Step 3: Right-Click the Process
Find the process you want to adjust, right-click it, and hover over "Set Priority." A submenu will appear with all six priority levels listed.
Step 4: Select the New Priority Level
Click the level you want. Windows will display a confirmation prompt warning that changing priority may cause instability. Click "Change priority" to confirm.
The change takes effect immediately — no restart required.
⚠️ Important: Priority changes made through Task Manager are temporary. Once the process ends or you restart your PC, it resets to its default level.
The Realtime Warning — Why It Matters
Realtime is the highest available priority and should be treated with caution. Assigning Realtime to a user application can starve the operating system itself of CPU time, potentially causing freezes, input lag, or forced reboots. Windows restricts this level — you typically need administrator privileges to assign it, and even then, it's rarely appropriate outside of very specific low-latency audio or hardware interface scenarios.
Most performance-focused users find Above Normal or High achieves what they're looking for without risk.

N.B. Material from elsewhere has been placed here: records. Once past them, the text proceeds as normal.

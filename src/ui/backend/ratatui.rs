use crate::ui::backend::{paint, Backend, CellGrid};
use crate::ui::core::geom::{Pos, Rect};
use crate::ui::core::painter::PaintCmd;
use crate::ui::core::style::{Color, Mod, Style};
use ratatui::backend::CrosstermBackend;
use ratatui::buffer::Buffer;
use ratatui::layout::Rect as RRect;
use ratatui::style::{Color as RColor, Modifier as RModifier, Style as RStyle};
use ratatui::widgets::Widget;
use ratatui::Frame;
use ratatui::Terminal;
use std::io;

pub struct RatatuiBackend<'a, 'f> {
    frame: &'a mut Frame<'f>,
    cursor: Option<Pos>,
}

impl<'a, 'f> RatatuiBackend<'a, 'f> {
    pub fn new(frame: &'a mut Frame<'f>) -> Self {
        Self {
            frame,
            cursor: None,
        }
    }
}

impl Drop for RatatuiBackend<'_, '_> {
    fn drop(&mut self) {
        if let Some(pos) = self.cursor {
            // Without this call ratatui hides the cursor for the frame.
            self.frame.set_cursor_position((pos.x, pos.y));
        }
    }
}

impl From<RRect> for Rect {
    fn from(r: RRect) -> Self {
        Rect::new(r.x, r.y, r.width, r.height)
    }
}

impl From<Rect> for RRect {
    fn from(r: Rect) -> Self {
        RRect {
            x: r.x,
            y: r.y,
            width: r.w,
            height: r.h,
        }
    }
}

impl Backend for RatatuiBackend<'_, '_> {
    fn draw(&mut self, area: Rect, cmds: &[PaintCmd]) {
        self.frame.render_widget(PaintWidget { cmds }, area.into());
    }

    fn set_cursor(&mut self, pos: Option<Pos>) {
        self.cursor = pos;
    }
}

/// Opaque terminal wrapper so the rest of the crate does not reference `ratatui` types.
pub struct RatatuiTerminal {
    terminal: Terminal<CrosstermBackend<io::Stdout>>,
}

impl RatatuiTerminal {
    pub fn new(stdout: io::Stdout) -> io::Result<Self> {
        let backend = CrosstermBackend::new(stdout);
        let terminal = Terminal::new(backend)?;
        Ok(Self { terminal })
    }

    pub fn draw<F>(&mut self, f: F) -> io::Result<()>
    where
        F: FnOnce(&mut dyn Backend, Rect),
    {
        self.terminal.draw(|frame| {
            let area: Rect = frame.area().into();
            let mut backend = RatatuiBackend::new(frame);
            f(&mut backend, area);
        })?;
        Ok(())
    }
}

struct PaintWidget<'a> {
    cmds: &'a [PaintCmd],
}

impl Widget for PaintWidget<'_> {
    fn render(self, _area: RRect, buf: &mut Buffer) {
        paint(&mut BufferGrid { buf }, self.cmds);
    }
}

struct BufferGrid<'a> {
    buf: &'a mut Buffer,
}

impl CellGrid for BufferGrid<'_> {
    fn area(&self) -> Rect {
        self.buf.area.into()
    }

    fn put(&mut self, pos: Pos, symbol: &str, style: Style) {
        if let Some(cell) = self.buf.cell_mut((pos.x, pos.y)) {
            cell.set_symbol(symbol).set_style(to_ratatui_style(style));
        }
    }

    fn restyle(&mut self, pos: Pos, style: Style) {
        if let Some(cell) = self.buf.cell_mut((pos.x, pos.y)) {
            cell.set_style(to_ratatui_style(style));
        }
    }
}

fn to_ratatui_style(s: Style) -> RStyle {
    let mut out = RStyle::default();
    if let Some(fg) = s.fg {
        out = out.fg(to_ratatui_color(fg));
    }
    if let Some(bg) = s.bg {
        out = out.bg(to_ratatui_color(bg));
    }
    out.add_modifier(to_ratatui_mods(s.mods))
}

fn to_ratatui_color(c: Color) -> RColor {
    match c {
        Color::Reset => RColor::Reset,
        Color::Rgb(r, g, b) => RColor::Rgb(r, g, b),
        Color::Indexed(i) => RColor::Indexed(i),
    }
}

fn to_ratatui_mods(m: Mod) -> RModifier {
    let mut out = RModifier::empty();
    if m.contains(Mod::BOLD) {
        out |= RModifier::BOLD;
    }
    if m.contains(Mod::DIM) {
        out |= RModifier::DIM;
    }
    if m.contains(Mod::ITALIC) {
        out |= RModifier::ITALIC;
    }
    if m.contains(Mod::UNDERLINE) {
        out |= RModifier::UNDERLINED;
    }
    if m.contains(Mod::REVERSE) {
        out |= RModifier::REVERSED;
    }
    out
}

// Shared painting logic is covered by the headless backend tests in `tests/unit/ui/backend/test.rs`.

Permanently Changing Priority (Beyond Task Manager)
Because Task Manager resets priority on reboot, users who want persistent priority changes have a few options:
- Batch scripts / command line: The
wmiccommand andstart /highsyntax can launch applications at a specified priority from a script or shortcut. - Third-party tools: Applications like Process Lasso or Process Hacker allow you to set default priority rules that persist across sessions.
- Game launchers and software settings: Some applications (particularly games and DAWs) manage their own process priority internally, sometimes overriding whatever you set manually.
Each approach has different complexity levels and suits different workflows.
What Variables Determine Whether This Actually Helps
Changing process priority doesn't always produce a noticeable effect, and the outcome depends on several factors:
- CPU core count: On a modern multi-core processor, the CPU may have enough capacity that priority adjustments make little practical difference under light to moderate load. The effect is most visible when the CPU is genuinely bottlenecked.
- What's competing: If background processes are consuming CPU, lowering their priority (rather than raising your target process) can be equally or more effective.
- Process type: CPU-bound processes benefit from priority changes; applications bottlenecked by RAM, storage, or GPU won't see much improvement.
- Windows version: The behavior and available options are largely consistent across Windows 10 and Windows 11, though UI layouts differ slightly.
- Admin rights: Some priority levels require administrator access. Standard user accounts may see options grayed out.
Different Users, Different Outcomes 🎮
A gamer running a single demanding title on a quad-core CPU might notice smoother frame pacing after raising the game's priority to Above Normal. An audio engineer using a DAW might need to carefully balance their recording software against driver processes. A developer running background build tools might lower those tasks to Below Normal so their editor stays responsive.
In each case, the starting point — hardware specs, what else is running, what "better performance" actually means to that user — shapes whether the adjustment is impactful, marginal, or counterproductive.
Understanding the mechanics of process priority puts you in a position to experiment deliberately. But whether a specific change will meaningfully improve your experience depends entirely on what your system is doing and what you're trying to achieve.